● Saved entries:
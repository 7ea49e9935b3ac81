//! Solver handlers: supervisor status and plate solving

use crate::api::error::ApiError;
use crate::api::AppState;

use axum::{
    extract::{rejection::JsonRejection, State},
    Json,
};
use mast_core::api::{ApiResponse, SolveRequest, SolverStatusResponse};
use serde_json::Value;
use tracing::debug;

/// Supervisor state and, when the solver answers, its `platesolve_status`.
///
/// # Endpoint
///
/// `GET /mast/api/v1/unit/solver/status`
pub(crate) async fn get_status(
    State(state): State<AppState>,
) -> Result<Json<ApiResponse<SolverStatusResponse>>, ApiError> {
    debug!("Request: GET /unit/solver/status");
    crate::api_ok!(state.solver.status().await)
}

/// Start solving an image file that the unit can read.
///
/// # Endpoint
///
/// `POST /mast/api/v1/unit/solver/solve`
///
/// # Errors
///
/// 400 on bad parameters or malformed JSON (415 without a JSON content
/// type, 422 for a well-formed body of the wrong shape), 503 when the solver
/// is unreachable, 502 when it answers with an error.
pub(crate) async fn solve(
    State(state): State<AppState>,
    payload: Result<Json<SolveRequest>, JsonRejection>,
) -> Result<Json<ApiResponse<Value>>, ApiError> {
    let Json(request) =
        payload.map_err(|rejection| ApiError::new(rejection.status(), rejection.body_text()))?;
    debug!("Request: POST /unit/solver/solve {:?}", request);
    crate::api_ok!(state.solver.solve(&request).await?)
}

/// `GET /mast/api/v1/unit/solver/cancel`
pub(crate) async fn cancel(
    State(state): State<AppState>,
) -> Result<Json<ApiResponse<Value>>, ApiError> {
    debug!("Request: GET /unit/solver/cancel");
    crate::api_ok!(state.solver.cancel().await?)
}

● EXERCISE DIRECTIONS: Each line of the entries above that includes "payload" counts once; state how many such lines there are, with the number as the only answer.

● THE ANSWER: 2